Climate change, carbon emissions and civil aviation: how tourism entrepreneurs (in any segment!) can take their share of responsibility

*By Gustavo Pinto, curator of responsible tourism programming at WTM Latin America

I am writing this article for WTM Latin America on board my 38th flight this year. By the end of the week there will be 40 and by the beginning of October, 42 flights. I’ve never counted the number of times I get on a plane each year, but with the excessive carbon footprint for business travel, I’ve forced myself to carry out this monitoring in 2023.

It’s a hard number to face as a responsible tourism expert who argues — at every class, lecture or panel I attend — that climate change, together with the use of single-use plastics, are the global causes of our concern as an economic sector for sustainable development.

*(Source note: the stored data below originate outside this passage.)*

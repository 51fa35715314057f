//! The symbol table.
//!
//! One flat `Environment` per session, passed by `&mut` through every
//! evaluation call. Bindings keep insertion order; a side index maps each
//! name to its slot so lookups do not scan.

use rustc_hash::FxHashMap;

use crate::builtins::register_builtins;
use crate::errors::unbound_symbol;
use crate::value::Value;

/// A single name/value binding.
#[derive(Clone, Debug)]
struct Binding {
    name: String,
    value: Value,
}

/// Ordered mapping from symbol name to an owned value.
#[derive(Clone, Debug, Default)]
pub struct Environment {
    /// Bindings in insertion order.
    bindings: Vec<Binding>,
    /// Name to slot in `bindings`.
    index: FxHashMap<String, usize>,
}

impl Environment {
    /// Create an empty environment.
    pub fn new() -> Self {
        Environment::default()
    }

    /// Create the session environment with every builtin registered.
    pub fn with_builtins() -> Self {
        let mut env = Environment::new();
        register_builtins(&mut env);
        env
    }

    /// Look up `name`, returning a copy of its value or an unbound-symbol
    /// error value.
    pub fn get(&self, name: &str) -> Value {
        match self.lookup(name) {
            Some(value) => value.clone(),
            None => Value::Error(unbound_symbol(name)),
        }
    }

    /// Borrow the value bound to `name`, if any.
    pub fn lookup(&self, name: &str) -> Option<&Value> {
        self.index
            .get(name)
            .and_then(|&slot| self.bindings.get(slot))
            .map(|binding| &binding.value)
    }

    /// Bind a copy of `value` to `name`, replacing any existing binding in
    /// place.
    pub fn put(&mut self, name: &str, value: &Value) {
        if let Some(binding) = self
            .index
            .get(name)
            .and_then(|&slot| self.bindings.get_mut(slot))
        {
            tracing::trace!(symbol = name, "rebind");
            binding.value = value.clone();
            return;
        }

        tracing::trace!(symbol = name, "bind");
        self.index.insert(name.to_string(), self.bindings.len());
        self.bindings.push(Binding {
            name: name.to_string(),
            value: value.clone(),
        });
    }

    /// Check if `name` is bound.
    pub fn contains(&self, name: &str) -> bool {
        self.index.contains_key(name)
    }

    /// Bound names in the order they were first bound.
    pub fn names(&self) -> impl Iterator<Item = &str> {
        self.bindings.iter().map(|binding| binding.name.as_str())
    }

    pub fn len(&self) -> usize {
        self.bindings.len()
    }

    pub fn is_empty(&self) -> bool {
        self.bindings.is_empty()
    }
}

I make this record of flights and carbon footprint without knowing for sure what I’m going to do with these figures. The first solutions that come to my mind (and probably to yours, reader) is to neutralize these emissions. Today, some airlines offer their customers this option, outsourcing (or, as they prefer to promote it, “inviting a collective responsibility”) the solution to this problem. But would this problem be solved?

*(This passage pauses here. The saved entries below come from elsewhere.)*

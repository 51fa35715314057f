use super::*;
use pretty_assertions::assert_eq;

fn reply(session: &mut Session, line: &str) -> Reply {
    respond(session, line, false)
}

fn print(text: &str) -> Reply {
    Reply::Print(text.to_string())
}

#[test]
fn test_expressions_print_their_value() {
    let mut session = Session::new();
    assert_eq!(reply(&mut session, "+ 1 2"), print("3"));
    assert_eq!(reply(&mut session, "  list 1 2  "), print("{1 2}"));
    assert_eq!(
        reply(&mut session, "head {}"),
        print("Error: function 'head' passed {}")
    );
}

#[test]
fn test_blank_lines_are_skipped() {
    let mut session = Session::new();
    assert_eq!(reply(&mut session, ""), Reply::Skip);
    assert_eq!(reply(&mut session, "   \t"), Reply::Skip);
}

#[test]
fn test_commands() {
    let mut session = Session::new();
    assert_eq!(reply(&mut session, ":quit"), Reply::Quit);
    assert_eq!(reply(&mut session, " :q "), Reply::Quit);
    assert_eq!(
        reply(&mut session, ":env"),
        print("list head tail eval join + * - /")
    );
    assert_eq!(
        reply(&mut session, ":frobnicate"),
        print("unknown command ':frobnicate' (try :help)")
    );
}

#[test]
fn test_help_lists_commands() {
    let mut session = Session::new();
    let Reply::Print(help) = reply(&mut session, ":help") else {
        panic!("expected help text");
    };
    for command in [":help", ":env", ":quit"] {
        assert!(help.contains(command), "{help}");
    }
}

#[test]
fn test_parse_errors_are_rendered() {
    let mut session = Session::new();
    let Reply::Print(out) = reply(&mut session, "(+ 1") else {
        panic!("expected a diagnostic");
    };
    assert!(out.contains("unclosed '('"), "{out}");
}

#[test]
fn test_banner() {
    assert!(BANNER.starts_with("Lispy Version 0.0.0.0.1\n"));
    assert!(BANNER.contains("Press Ctrl+c to Exit"));
}
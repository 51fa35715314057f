//! Lispy Syntax - source text to generic parse tree.
//!
//! The grammar is five rules:
//!
//! ```text
//! number : /-?[0-9]+/ ;
//! symbol : /[a-zA-Z0-9_+\-*\/\\=<>!&]+/ ;
//! sexpr  : '(' <expr>* ')' ;
//! qexpr  : '{' <expr>* '}' ;
//! expr   : <number> | <symbol> | <sexpr> | <qexpr> ;
//! lispy  : /^/ <expr>* /$/ ;
//! ```
//!
//! The output is deliberately untyped: every node is an [`AstNode`] carrying
//! a tag string (`expr|number|regex`, `expr|sexpr|>`, `char`, ...), its
//! literal text, and its children. Interpreting the tree is the reader's
//! job, not the parser's.

mod ast;
mod error;
mod parser;
mod span;
mod token;

pub use ast::{tags, AstNode};
pub use error::ParseError;
pub use parser::parse;
pub use span::Span;
pub use token::{lex, Token, TokenKind};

Two facts about this solution: firstly, the volume of carbon emissions today is much higher than our reduction targets for 2030 – the deadline for reducing the global temperature increase by up to 1.5 ºC. Thus, the carbon neutralization of one passenger (or even many, or all of them) is no longer enough to control emissions and actively help keep humankind minimally safe from climate change.

A second fact is that the prospects for massive changes in the way civil aviation emits are still a long way off. In the current scenario, it is expected that by the mid-2030s we will be able to fly for up to an hour on fuels that are close to neutral – in other words, we are still a long way from this goal and the challenge of massifying the use of alternative fuels will still take a long time.

I return to my initial challenge. What should I do with the fact that by the end of the year I will probably have more than 50 business flights by the end of 2023 and my carbon footprint is extremely high?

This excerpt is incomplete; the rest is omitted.